Mas para enfrentar esses zumbis comuns, não precisavam de Imor. Ele prendeu a Claymore às costas, cruzou os braços e seguiu tranquilamente ao lado de Curien e Menthe.
“Pensando bem, avaliamos errado a dificuldade desta missão”, comentou Curien, revelando detalhes internos da tarefa. “O Visconde Elios jamais mencionou a hostilidade do Marquês de Sayeh.”
“Mas… O Marquês de Sayeh não gostava do Visconde Elios? Ouvi dizer que queria até casar a filha com ele. Do contrário, Elios não viveria em Colônia, não é?”, questionou Menthe, confusa.
“Coisas de nobres… Quem pode dizer? O fato é que o Marquês de Sayeh emboscou e exterminou o grupo de mercenários reunido por Elios. Apesar de termos aceitado a missão secretamente, o Marquês pode já estar ciente e talvez esteja esperando para nos atacar na volta”, Curien esboçou um sorriso frio.
“Espera… Quanto mais escuto, menos entendo…” Imor sentia que aquele jogo era bem diferente do que imaginava. “O que vocês estão dizendo não é só o pano de fundo da missão, mas… fatos reais? O Visconde Elios era uma ameaça para o Marquês de Sayeh, que fingia amizade enquanto aniquilava seus mercenários? Eles chegam ao ponto de armar emboscadas para jogadores? E podem nos matar?”
Curien sorriu e assentiu. “É exatamente isso. Entendo sua surpresa; muitos jogadores pensam o mesmo. No início, tudo parece só história de fundo, mas quem se aventura de verdade percebe que esses eventos são reais e mudam o tempo todo. A superfície esconde verdades muito diferentes. Quem trata os NPCs apenas como figurantes programados acaba sendo enganado e perdendo tudo.”
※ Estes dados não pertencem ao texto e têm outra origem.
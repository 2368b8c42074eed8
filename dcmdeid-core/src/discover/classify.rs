//! Cheap content sniffing for discovered files.

use std::fs::File;
use std::io::Read;
use std::path::Path;

use crate::codec::{CodecId, decompress_head};
use crate::dicom::read::has_magic;
use crate::error::Result;

/// Bytes inspected per file; covers the record magic and the tar header.
const HEAD_LEN: u64 = 512;
const TAR_MAGIC_OFFSET: usize = 257;

#[derive(Copy, Clone, Debug, PartialEq, Eq)]
pub enum ArchiveKind {
    Zip,
    /// Tar stream under an optional compression layer.
    Tar(CodecId),
}

#[derive(Copy, Clone, Debug, PartialEq, Eq)]
pub enum FileKind {
    /// Imaging record, possibly compressed as a whole.
    Record { codec: CodecId },
    Archive(ArchiveKind),
    Unrecognized,
}

pub fn classify(path: &Path) -> Result<FileKind> {
    let mut raw = Vec::new();
    File::open(path)?.take(HEAD_LEN).read_to_end(&mut raw)?;

    let codec = CodecId::sniff(&raw);
    if codec == CodecId::Store {
        return Ok(sniff(&raw, CodecId::Store));
    }
    // Re-open so the decoder sees the whole stream, not just the raw head.
    let head = decompress_head(codec, File::open(path)?, HEAD_LEN)?;
    Ok(sniff(&head, codec))
}

/// Classify decompressed leading bytes.
pub fn sniff(head: &[u8], codec: CodecId) -> FileKind {
    if has_magic(head) {
        return FileKind::Record { codec };
    }
    if codec == CodecId::Store && (head.starts_with(b"PK\x03\x04") || head.starts_with(b"PK\x05\x06")) {
        return FileKind::Archive(ArchiveKind::Zip);
    }
    if head.len() >= TAR_MAGIC_OFFSET + 5 && &head[TAR_MAGIC_OFFSET..TAR_MAGIC_OFFSET + 5] == b"ustar" {
        return FileKind::Archive(ArchiveKind::Tar(codec));
    }
    FileKind::Unrecognized
}

#[cfg(test)]
mod tests {
    use super::*;
    use crate::codec::compress_bytes;
    use crate::dicom::read::{MAGIC, PREAMBLE_LEN};
    use tempfile::tempdir;

    fn record_head() -> Vec<u8> {
        let mut head = vec![0u8; PREAMBLE_LEN];
        head.extend_from_slice(MAGIC);
        head.extend_from_slice(&[2, 0, 0, 0]);
        head
    }

    #[test]
    fn plain_and_compressed_records() {
        assert_eq!(
            sniff(&record_head(), CodecId::Store),
            FileKind::Record {
                codec: CodecId::Store
            }
        );
        let dir = tempdir().unwrap();
        let path = dir.path().join("x.dcm.gz");
        std::fs::write(&path, compress_bytes(CodecId::Gzip, &record_head()).unwrap()).unwrap();
        assert_eq!(
            classify(&path).unwrap(),
            FileKind::Record {
                codec: CodecId::Gzip
            }
        );
        let path = dir.path().join("x.dcm.bz2");
        std::fs::write(&path, compress_bytes(CodecId::Bzip2, &record_head()).unwrap()).unwrap();
        assert_eq!(
            classify(&path).unwrap(),
            FileKind::Record {
                codec: CodecId::Bzip2
            }
        );
    }

    #[test]
    fn containers_and_text() {
        assert_eq!(
            sniff(b"PK\x03\x04rest", CodecId::Store),
            FileKind::Archive(ArchiveKind::Zip)
        );
        let mut tar_head = vec![0u8; 512];
        tar_head[257..262].copy_from_slice(b"ustar");
        assert_eq!(
            sniff(&tar_head, CodecId::Xz),
            FileKind::Archive(ArchiveKind::Tar(CodecId::Xz))
        );
        assert_eq!(sniff(b"hello world", CodecId::Store), FileKind::Unrecognized);
        assert_eq!(sniff(b"", CodecId::Store), FileKind::Unrecognized);
    }
}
“Isso… Vai além do que eu imaginava. Achei que os NPCs só tinham inteligência artificial avançada, mas pelo jeito formam uma sociedade verdadeira”, murmurou Imor, admirado.
“Chamamos de NPCs, mas, honestamente, parecem pessoas reais. Aposto que passariam no teste de Turing!” disse Curien, abrindo os braços.
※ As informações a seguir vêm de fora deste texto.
use super::Compressor;
use crate::error::Result;
use flate2::Compression;
use flate2::read::MultiGzDecoder;
use flate2::write::GzEncoder;
use std::io::{Read, Write};

pub struct GzipCompressor;

impl Compressor for GzipCompressor {
    fn compress(&self, src: &mut dyn Read, dst: &mut dyn Write) -> Result<u64> {
        let mut enc = GzEncoder::new(dst, Compression::default());
        let n = std::io::copy(src, &mut enc)?;
        enc.finish()?;
        Ok(n)
    }

    // Concatenated members are read as one stream.
    fn decoder<'a>(&self, src: Box<dyn Read + 'a>) -> Box<dyn Read + 'a> {
        Box::new(MultiGzDecoder::new(src))
    }
}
O teste de Turing avalia se uma IA possui inteligência humana; se os NPCs da Companhia dos Escolhidos já alcançaram esse patamar, o mistério por trás dessa empresa é profundo.
“Quem sabe este jogo não seja mesmo um mundo real?”, brincou Menthe, piscando enquanto andava de costas ao lado de Imor. “Afinal, eu sou…”
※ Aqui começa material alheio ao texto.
use std::fs;
use std::path::Path;

use super::dict::{self, ITEM, ITEM_DELIMITATION, SEQUENCE_DELIMITATION, TRANSFER_SYNTAX_UID};
use super::record::{DicomFile, Element, Encoding, Record, Sequence, TransferSyntax, Value};
use super::vr::Vr;
use crate::error::{DeidError, Result};
use crate::tag::{FILE_META_GROUP, Tag, make_tag, tag_to_string};

pub const PREAMBLE_LEN: usize = 128;
pub const MAGIC: &[u8; 4] = b"DICM";
pub(crate) const UNDEFINED_LENGTH: u32 = 0xFFFF_FFFF;

#[derive(Clone, Copy, Debug, Default)]
pub struct ReadOptions {
    /// Stop at the first top-level pixel data element.
    pub stop_before_pixels: bool,
}

impl ReadOptions {
    pub fn full() -> Self {
        Self {
            stop_before_pixels: false,
        }
    }

    pub fn header_only() -> Self {
        Self {
            stop_before_pixels: true,
        }
    }
}

/// True when `bytes` start with a preamble followed by the `DICM` magic.
pub fn has_magic(bytes: &[u8]) -> bool {
    bytes.len() >= PREAMBLE_LEN + MAGIC.len()
        && &bytes[PREAMBLE_LEN..PREAMBLE_LEN + MAGIC.len()] == MAGIC
}

pub fn read_file(path: &Path, opts: ReadOptions) -> Result<DicomFile> {
    let bytes = fs::read(path)?;
    read_file_bytes(&bytes, opts)
}

pub fn read_file_bytes(bytes: &[u8], opts: ReadOptions) -> Result<DicomFile> {
    if !has_magic(bytes) {
        return Err(DeidError::format("missing DICM magic"));
    }
    let mut preamble = [0u8; PREAMBLE_LEN];
    preamble.copy_from_slice(&bytes[..PREAMBLE_LEN]);

    let mut r = Reader::new(&bytes[PREAMBLE_LEN + MAGIC.len()..]);
    let mut meta = Record::new();
    while r.peek_group() == Some(FILE_META_GROUP) {
        let tag = r.tag()?;
        let element = read_element(&mut r, tag, Encoding::EXPLICIT)?;
        meta.insert(tag, element);
    }
    let uid = meta
        .text(TRANSFER_SYNTAX_UID)
        .ok_or_else(|| DeidError::format("file meta has no transfer syntax"))?;
    let syntax = TransferSyntax::from_uid(&uid)?;

    let (dataset, end) = read_dataset(&mut r, syntax.encoding, opts.stop_before_pixels)?;
    if end == End::ItemDelimiter {
        return Err(DeidError::format("item delimiter outside of a sequence"));
    }
    Ok(DicomFile {
        preamble,
        meta,
        dataset,
        syntax,
        partial: end == End::Pixels,
    })
}

#[derive(Debug, PartialEq, Eq)]
enum End {
    Exhausted,
    ItemDelimiter,
    Pixels,
}

struct Reader<'a> {
    buf: &'a [u8],
    pos: usize,
}

impl<'a> Reader<'a> {
    fn new(buf: &'a [u8]) -> Self {
        Self { buf, pos: 0 }
    }

    fn is_empty(&self) -> bool {
        self.pos >= self.buf.len()
    }

    fn take(&mut self, n: usize) -> Result<&'a [u8]> {
        let end = self
            .pos
            .checked_add(n)
            .filter(|end| *end <= self.buf.len())
            .ok_or_else(|| DeidError::format(format!("truncated record at offset {}", self.pos)))?;
        let out = &self.buf[self.pos..end];
        self.pos = end;
        Ok(out)
    }

    /// Sub-reader over the next `len` bytes.
    fn split(&mut self, len: u32) -> Result<Reader<'a>> {
        Ok(Reader::new(self.take(len as usize)?))
    }

    fn u16(&mut self) -> Result<u16> {
        let b = self.take(2)?;
        Ok(u16::from_le_bytes([b[0], b[1]]))
    }

    fn u32(&mut self) -> Result<u32> {
        let b = self.take(4)?;
        Ok(u32::from_le_bytes([b[0], b[1], b[2], b[3]]))
    }

    fn tag(&mut self) -> Result<Tag> {
        let group = self.u16()?;
        let element = self.u16()?;
        Ok(make_tag(group, element))
    }

    fn peek_group(&self) -> Option<u16> {
        let b = self.buf.get(self.pos..self.pos + 2)?;
        Some(u16::from_le_bytes([b[0], b[1]]))
    }
}

fn read_dataset(r: &mut Reader<'_>, enc: Encoding, stop_at_pixels: bool) -> Result<(Record, End)> {
    let mut record = Record::new();
    while !r.is_empty() {
        let tag = r.tag()?;
        if tag == ITEM_DELIMITATION {
            r.u32()?;
            return Ok((record, End::ItemDelimiter));
        }
        if stop_at_pixels && dict::is_pixel_data(tag) {
            return Ok((record, End::Pixels));
        }
        let element = read_element(r, tag, enc)?;
        record.insert(tag, element);
    }
    Ok((record, End::Exhausted))
}

fn read_element(r: &mut Reader<'_>, tag: Tag, enc: Encoding) -> Result<Element> {
    let (vr, len) = if enc.explicit_vr {
        let b = r.take(2)?;
        let vr = Vr::from_bytes([b[0], b[1]]).ok_or_else(|| {
            DeidError::format(format!(
                "unknown VR {:?} in {}",
                String::from_utf8_lossy(b),
                tag_to_string(tag)
            ))
        })?;
        let len = if vr.has_long_header() {
            r.take(2)?;
            r.u32()?
        } else {
            r.u16()? as u32
        };
        (vr, len)
    } else {
        (dict::vr(tag), r.u32()?)
    };
    let undefined_length = len == UNDEFINED_LENGTH;

    if undefined_length && dict::is_pixel_data(tag) {
        return Ok(Element {
            vr,
            value: Value::Scalar(read_fragments(r)?),
            undefined_length,
        });
    }

    if vr == Vr::SQ || undefined_length {
        // Undefined-length UN holds implicit VR items.
        let implicit_items = vr == Vr::UN && enc.explicit_vr;
        let item_enc = if implicit_items { Encoding::IMPLICIT } else { enc };
        let items = read_items(r, len, item_enc)?;
        let vr = if enc.explicit_vr { vr } else { Vr::SQ };
        return Ok(Element {
            vr,
            value: Value::Sequence(Sequence {
                items,
                implicit_items,
            }),
            undefined_length,
        });
    }

    Ok(Element {
        vr,
        value: Value::Scalar(r.take(len as usize)?.to_vec()),
        undefined_length: false,
    })
}

fn read_items(r: &mut Reader<'_>, len: u32, enc: Encoding) -> Result<Vec<Record>> {
    let mut items = Vec::new();
    if len == UNDEFINED_LENGTH {
        loop {
            match r.tag()? {
                SEQUENCE_DELIMITATION => {
                    r.u32()?;
                    return Ok(items);
                }
                ITEM => items.push(read_item(r, enc)?),
                other => {
                    return Err(DeidError::format(format!(
                        "expected item, found {}",
                        tag_to_string(other)
                    )));
                }
            }
        }
    }

    let mut sub = r.split(len)?;
    while !sub.is_empty() {
        let tag = sub.tag()?;
        if tag != ITEM {
            return Err(DeidError::format(format!(
                "expected item, found {}",
                tag_to_string(tag)
            )));
        }
        items.push(read_item(&mut sub, enc)?);
    }
    Ok(items)
}

fn read_item(r: &mut Reader<'_>, enc: Encoding) -> Result<Record> {
    let len = r.u32()?;
    if len == UNDEFINED_LENGTH {
        let (mut record, end) = read_dataset(r, enc, false)?;
        if end != End::ItemDelimiter {
            return Err(DeidError::format("unterminated sequence item"));
        }
        record.undefined_length = true;
        return Ok(record);
    }
    let mut sub = r.split(len)?;
    let (record, _) = read_dataset(&mut sub, enc, false)?;
    Ok(record)
}

/// Raw bytes of an encapsulated pixel data element, item headers included,
/// without the closing sequence delimiter.
fn read_fragments(r: &mut Reader<'_>) -> Result<Vec<u8>> {
    let start = r.pos;
    loop {
        let at = r.pos;
        let tag = r.tag()?;
        let len = r.u32()?;
        match tag {
            ITEM => {
                r.take(len as usize)?;
            }
            SEQUENCE_DELIMITATION => return Ok(r.buf[start..at].to_vec()),
            other => {
                return Err(DeidError::format(format!(
                    "unexpected {} in encapsulated pixel data",
                    tag_to_string(other)
                )));
            }
        }
    }
}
“Ei, Menthe! Cuidado!” interrompeu o grito urgente de Lucas. “Monstro à vista!”
Um monstro veloz foi encurralado contra um muro de pedra na beira do caminho e, ao avistar Menthe de costas, arreganhou os dentes afiados e lançou-se, como um raio, em direção ao pescoço dela!
No instante seguinte, quando todos pensavam que Menthe seria atingida, uma enorme espada surgiu à sua frente. O impacto foi tão forte que uma presa do monstro se quebrou.